Gus Dur dan Pancasila: Kisah Lucu Muktamar NU 1984
TERBARU , Tokoh 08:36
0
Shares

SejarahRI.com – Ketika Orde Baru (Orba) hendak meluncurkan kebijakan tentang Pancasila yang akan dijadikan sebagai azas tunggal, berbagai respon bermunculan. Terutama dari kalangan Islam.

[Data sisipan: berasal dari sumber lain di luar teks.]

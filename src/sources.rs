use anyhow::Result;

use crate::config::LibraryConfig;
use crate::library::Library;

/// One row of the `clips sources` table.
#[derive(Debug, Clone, PartialEq, Eq)]
pub struct SourceStatus {
    pub name: String,
    pub clips: usize,
    pub json: bool,
    pub exact: bool,
    pub fullpage: bool,
    pub error: Option<String>,
}

pub fn source_statuses(library: &Library, config: &LibraryConfig) -> Vec<SourceStatus> {
    library
        .sources
        .iter()
        .zip(&library.reports)
        .map(|(source, report)| {
            let dir = library.source_dir(&source.name);
            SourceStatus {
                name: source.name.clone(),
                clips: source.clips.len(),
                json: dir.join(&config.json_dir).is_dir(),
                exact: dir.join(&config.exact_dir).is_dir(),
                fullpage: dir.join(&config.fullpage_dir).is_dir(),
                error: report.error.clone(),
            }
        })
        .collect()
}

pub fn list_sources(library: &Library, config: &LibraryConfig) -> Result<()> {
    let mark = |present: bool| if present { "yes" } else { "-" };

    println!(
        "{:<32} {:>6} {:<6} {:<6} {:<9} ERROR",
        "SOURCE", "CLIPS", "JSON", "CLIPS", "FULLPAGES"
    );
    for status in source_statuses(library, config) {
        println!(
            "{:<32} {:>6} {:<6} {:<6} {:<9} {}",
            status.name,
            status.clips,
            mark(status.json),
            mark(status.exact),
            mark(status.fullpage),
            status.error.as_deref().unwrap_or("-")
        );
    }
    println!(
        "\n{} sources, {} clips",
        library.sources.len(),
        library.clip_count()
    );

    Ok(())
}
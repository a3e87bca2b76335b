use fourbar::{Config, Songbook};
use std::env;
use std::fs;
use std::path::{Path, PathBuf};
use std::process;

const USAGE: &str = "Usage: fourbar [--config <fourbar.yaml>] [<directory>] [output.ly]";

fn main() {
    env_logger::init();

    let args: Vec<String> = env::args().skip(1).collect();
    let mut config_path: Option<&String> = None;
    let mut positional: Vec<&String> = Vec::new();

    let mut iter = args.iter();
    while let Some(arg) = iter.next() {
        match arg.as_str() {
            "--config" => match iter.next() {
                Some(path) => config_path = Some(path),
                None => {
                    eprintln!("{}", USAGE);
                    process::exit(1);
                }
            },
            "-h" | "--help" => {
                println!("{}", USAGE);
                return;
            }
            _ => positional.push(arg),
        }
    }

    let mut config = match config_path {
        Some(path) => match Config::load(Path::new(path)) {
            Ok(config) => config,
            Err(e) => {
                eprintln!("Error reading config '{}': {}", path, e);
                process::exit(1);
            }
        },
        None => Config::default(),
    };

    if let Some(dir) = positional.first() {
        config.directory = Some(PathBuf::from(dir.as_str()));
    }
    if config.directory.is_none() || positional.len() > 2 {
        eprintln!("{}", USAGE);
        process::exit(1);
    }
    let output_path = positional.get(1);

    let songbook = match Songbook::from_config(config) {
        Ok(songbook) => songbook,
        Err(e) => {
            eprintln!("Error: {}", e);
            process::exit(1);
        }
    };

    for failure in &songbook.failures {
        eprintln!("Error processing {}: {}", failure.path.display(), failure.error);
    }

    let ly = songbook.render();
    match output_path {
        Some(path) => {
            if let Err(e) = fs::write(path, &ly) {
                eprintln!("Error writing to '{}': {}", path, e);
                process::exit(1);
            }
            eprintln!("Wrote {} excerpts to {}", songbook.excerpts.len(), path);
        }
        None => {
            print!("{}", ly);
        }
    }
}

Banyak individu (tokoh) maupun kelompok (organisasi) yang keberatan atas kebijakan itu. Mereka ada yang menuduh bahwa dengan dijadikannnya sebagai azas tunggal Pancasila akan menyebabkan Islam melemah.

Bahkan yang lebih parah ada yang secara diam-diam memang tak menginginkan Pancasila. Kelompok seperti ini ingin Islam yang dijadikan sebagai azas.

Di tengah hebohnya persoalan itu, NU hadir sebagai organisasi Islam terbesar di Indonesia justru mendukung rencana kebijakan Orba itu. NU tak ingin Pancasila diganti dengan azas apapun.

Karena bila hal tersebut terjadi, akibatnya Indonesia akan bubar. Dari itu, para kyai di dalamnya bersepakat untuk mendeklarasikan bahwa NU mendukung Pancasila sebagai azas tunggal bernegara.

Deklarasi tersebut disampaikan pada Muktamar 1984. Momen ini yang juga menjadi titik awal NU ke Khittah 1926, yakni sebagai organisasi sosial keagamaan (jami’yyah diniyyah ijtima’iyyah) bukan organisasi politik praktis lagi.

Dalam Muktamar tersebut terdapat tiga komisi yang dibentuk. Di antaranya, yakni komisi khittah yang salah satu pembahasan pentingnya adalah tentang hubungan Islam dan Pancasila.

Dalam kesempatan ini terdapat kisah lucu yang jarang diketahui. Yakni, kisah Gus Dur memimpin subkomisi yang tugasnya adalah merumuskan deklarasi hubungan Islam dan Pancasila.

Untuk merumuskan persoalan serumit ini secara hukum logika tentu membutuhkan waktu panjang dan rapat-rapat khusus yang melibatkan banyak ahli. Bagaimana tidak, yang akan dibahas adalah azas bernegara dan hubungannya dengan Islam.

Namun itu tak terjadi di Muktamar NU 1984. NU tak butuh bertele-tele seperti itu. Cukup memanggil Gus Dur, selesai semua perkara.

Setelah ditunjuk sebagai ketua subkomisi itu, cucu Kyai Hasyim Asy’ari ini membentuk tim anggota dari para kyai. Mereka yang dia pilih adalah KH Ahmad Mustofa Bisri dari Rembang, KH Zahrowi, KH Mukafi Makki, Dr KH Hasan dari Medan, dan dr Muhammad dari Surabaya.

Ketika para anggota tersebut sudah berkumpul, Gus Dur membuka rapat. Tanpa banyak bicara, dia langsung bertanya kepada mereka tentang hubungan Islam dan Pancasila.

Mereka menyampaikan pendapatnya masing-masing. Gus Dur dengan tenang hanya menyimak. Dia membiarkan kelima kyai itu mengutarakan pandangannya.

Dalam forum ini, para kyai itu sepakat menyatakan bahwa Islam dan Pancasila tak bertentangan sama sekali. Malah yang ada, keduanya bisa berjalan senapas.

Pandangan ini mereka sertakan argumen teologis. Sehingga, Gus Dur yang sedari tadi diam tak perlu banyak angkat bicara.

Setelah mereka selesai berbicara, Gus Dur bertanya untuk kedua kalinya. Dan ini adalah pertanyaannya yang terakhir. “Bagaimana jika ini saja yang nanti kita sampaikan, kita deklarasikan di hadapan sidang pleno Muktamar?” usul Gus Dur (K.H. Husein Muhammad, Gus Dur dalam Obrolan Gus Mus, 2015).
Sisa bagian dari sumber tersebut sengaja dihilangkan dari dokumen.